Not having a tool call is possible as long as it doesn’t see a need of additional information to answer certain prompts.

How functions work

It’s intended behavior for models to output text before calling a function. Reasoning models especially like doing this in their chain-of-thought. Try it: ask o4-mini or o3 a question in ChatGPT that you know requires it to perform web searches. Then, check the summary at the top of its response.

Or, a simple playground example:


That said, I still think OP is looking for structured outputs. Would help to know the exact use case though.

Well, it’s not that you can’t.

I just don’t see much meaning in creating a response in between the tool call and it passing the function return.

But perhaps OP could share a bit more of his thoughts, is he just being playful or is there perhaps a pratical need?

@aprendendo.next @OnceAndTwice Thanks for your replies.
The task I want to conduct is generation of boolean queries. In that context, the message has the purpose to make visible the rationales behind the creation of a generated query. Then, the query is passed to a tool that will assess its quality.

If a reasoning model like o3 is not an option for you, you can add an additional argument to the tool definition asking for the reasoning. This way you can handle multiple function calls in a single request.

But the reasoning provided this way is pretty shallow, I’m not sure if it adds any real value.

Example
{
  "name": "check_weather",
  "description": "Checks the weather for a given location",
  "strict": true,
  "parameters": {
    "type": "object",
    "required": [
      "reason",
      "location"
    ],
    "properties": {
      "reason": {
        "type": "string",
        "description": "The reasoning for checking the weather"
      },
      "location": {
        "type": "string",
        "description": "The location to check the weather for"
      }
    },
    "additionalProperties": false
  }
}

You gave what YOU expect, not what the AI DOES to decide whether to emit to a tool recipient internal name or decide to close the internal assistant prompt without a function address method and create an output for the user.

The “message” before a function call thus requires an “auto” tool choice so there is decision ability, and simply your communication with the AI, often against its post-training tuning to directly emit to any useful function before producing text.

You need to have the AI produce the text for the user before the output. The function definition is the best place to describe this need and to have the AI announce its intention and reasoning behind then calling a function after normal output.


I’ll let you refine for yourself how to produce AI applications this fluent:

If you don’t need the actual reasoning that was used, you can use o3 or o4-mini which will perform reasoning in the background before coming to its answer. Reasoning models are a popular choice in classifiers that need high accuracy.

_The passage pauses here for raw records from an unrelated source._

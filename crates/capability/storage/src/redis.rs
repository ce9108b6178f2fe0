//! Redis ping 存储实现
//!
//! 键布局：
//! - `{prefix}:devices`：设备 ID 注册表（SET）
//! - `{prefix}:device:{device_id}:pings`：设备的 ping（SET）
//!
//! 写入用 MULTI 包裹两条 SADD，注册表与 ping 集合同时生效。
//! 清空用 Lua 脚本在服务端一步完成读注册表与删除，避免与首次写入交错。

use crate::error::StorageError;
use crate::traits::PingStore;
use crate::validation::ensure_device_id;
use domain::DeviceRecord;
use redis::AsyncCommands;
use std::sync::OnceLock;

/// 清空脚本：KEYS[1] 为注册表，ARGV[1]/ARGV[2] 为 ping 键的前后缀
const CLEAR_SCRIPT: &str = r#"
local ids = redis.call('SMEMBERS', KEYS[1])
for _, id in ipairs(ids) do
  redis.call('DEL', ARGV[1] .. id .. ARGV[2])
end
redis.call('DEL', KEYS[1])
return #ids
"#;

const PINGS_KEY_SUFFIX: &str = ":pings";

/// Redis ping 存储
pub struct RedisPingStore {
    client: redis::Client,
    key_prefix: String,
}

impl RedisPingStore {
    pub fn new(client: redis::Client, key_prefix: impl Into<String>) -> Self {
        Self {
            client,
            key_prefix: key_prefix.into(),
        }
    }

    pub fn connect(redis_url: &str, key_prefix: &str) -> Result<Self, StorageError> {
        let client = redis::Client::open(redis_url)?;
        Ok(Self::new(client, key_prefix))
    }

    fn registry_key(&self) -> String {
        format!("{}:devices", self.key_prefix)
    }

    fn pings_key_head(&self) -> String {
        format!("{}:device:", self.key_prefix)
    }

    fn pings_key(&self, device_id: &str) -> String {
        format!("{}{}{}", self.pings_key_head(), device_id, PINGS_KEY_SUFFIX)
    }

    /// 清空脚本的 KEYS[1] 与 ARGV[1]
    fn clear_script_args(&self) -> (String, String) {
        (self.registry_key(), self.pings_key_head())
    }

    fn clear_invocation(&self) -> redis::ScriptInvocation<'static> {
        static SCRIPT: OnceLock<redis::Script> = OnceLock::new();
        let (registry, head) = self.clear_script_args();
        let mut invocation = SCRIPT
            .get_or_init(|| redis::Script::new(CLEAR_SCRIPT))
            .prepare_invoke();
        invocation.key(registry).arg(head).arg(PINGS_KEY_SUFFIX);
        invocation
    }

    async fn connection(&self) -> Result<redis::aio::MultiplexedConnection, StorageError> {
        Ok(self.client.get_multiplexed_tokio_connection().await?)
    }
}

#[async_trait::async_trait]
impl PingStore for RedisPingStore {
    async fn insert_ping(&self, device_id: &str, ts: i64) -> Result<bool, StorageError> {
        ensure_device_id(device_id)?;
        let mut connection = self.connection().await?;
        let mut pipe = redis::pipe();
        pipe.atomic()
            .sadd(self.registry_key(), device_id)
            .sadd(self.pings_key(device_id), ts);
        let (_, added): (i64, i64) = pipe.query_async(&mut connection).await?;
        Ok(added == 1)
    }

    async fn list_devices(&self) -> Result<Vec<DeviceRecord>, StorageError> {
        let mut connection = self.connection().await?;
        let mut device_ids: Vec<String> = connection.smembers(self.registry_key()).await?;
        if device_ids.is_empty() {
            return Ok(Vec::new());
        }
        device_ids.sort();

        let mut pipe = redis::pipe();
        for device_id in &device_ids {
            pipe.smembers(self.pings_key(device_id));
        }
        let sets: Vec<Vec<i64>> = pipe.query_async(&mut connection).await?;

        let mut items = Vec::with_capacity(device_ids.len());
        for (device_id, pings) in device_ids.into_iter().zip(sets) {
            // 与 clear 并发时注册表可能残留 ID
            if pings.is_empty() {
                continue;
            }
            items.push(DeviceRecord::with_pings(device_id, pings));
        }
        Ok(items)
    }

    async fn find_device(&self, device_id: &str) -> Result<Option<DeviceRecord>, StorageError> {
        ensure_device_id(device_id)?;
        let mut connection = self.connection().await?;
        let pings: Vec<i64> = connection.smembers(self.pings_key(device_id)).await?;
        if pings.is_empty() {
            return Ok(None);
        }
        Ok(Some(DeviceRecord::with_pings(device_id, pings)))
    }

    async fn clear(&self) -> Result<(), StorageError> {
        let mut connection = self.connection().await?;
        let devices: i64 = self.clear_invocation().invoke_async(&mut connection).await?;
        tracing::debug!(devices, "redis ping keys cleared");
        Ok(())
    }
}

Otherwise, you can use a structured output to force the model to provide its reasoning first, and then its verdict in the next object in its output.

System message

Determine if the provided word has a positive, neutral, or negative connotation. Use chain-of-thought reasoning to come to your conclusion.

JSON schema
{
  "name": "word_classification",
  "strict": true,
  "schema": {
    "type": "object",
    "properties": {
      "reasoning": {
        "type": "string",
        "description": "The reasoning behind the classification of the word."
      },
      "verdict": {
        "type": "string",
        "description": "The classification of the word, which can be positive, neutral, or negative.",
        "enum": [
          "positive",
          "neutral",
          "negative"
        ]
      }
    },
    "required": [
      "reasoning",
      "verdict"
    ],
    "additionalProperties": false
  }
}


Judging by the replies above me, there seems to still be some confusion as to what exactly you’re building. It looks to me like this is for a classifier, and if that’s the case, function calling is a distraction that will leave you without the guarantees you need. Specifically, you won’t be able to force a model to emit text prior to a function call.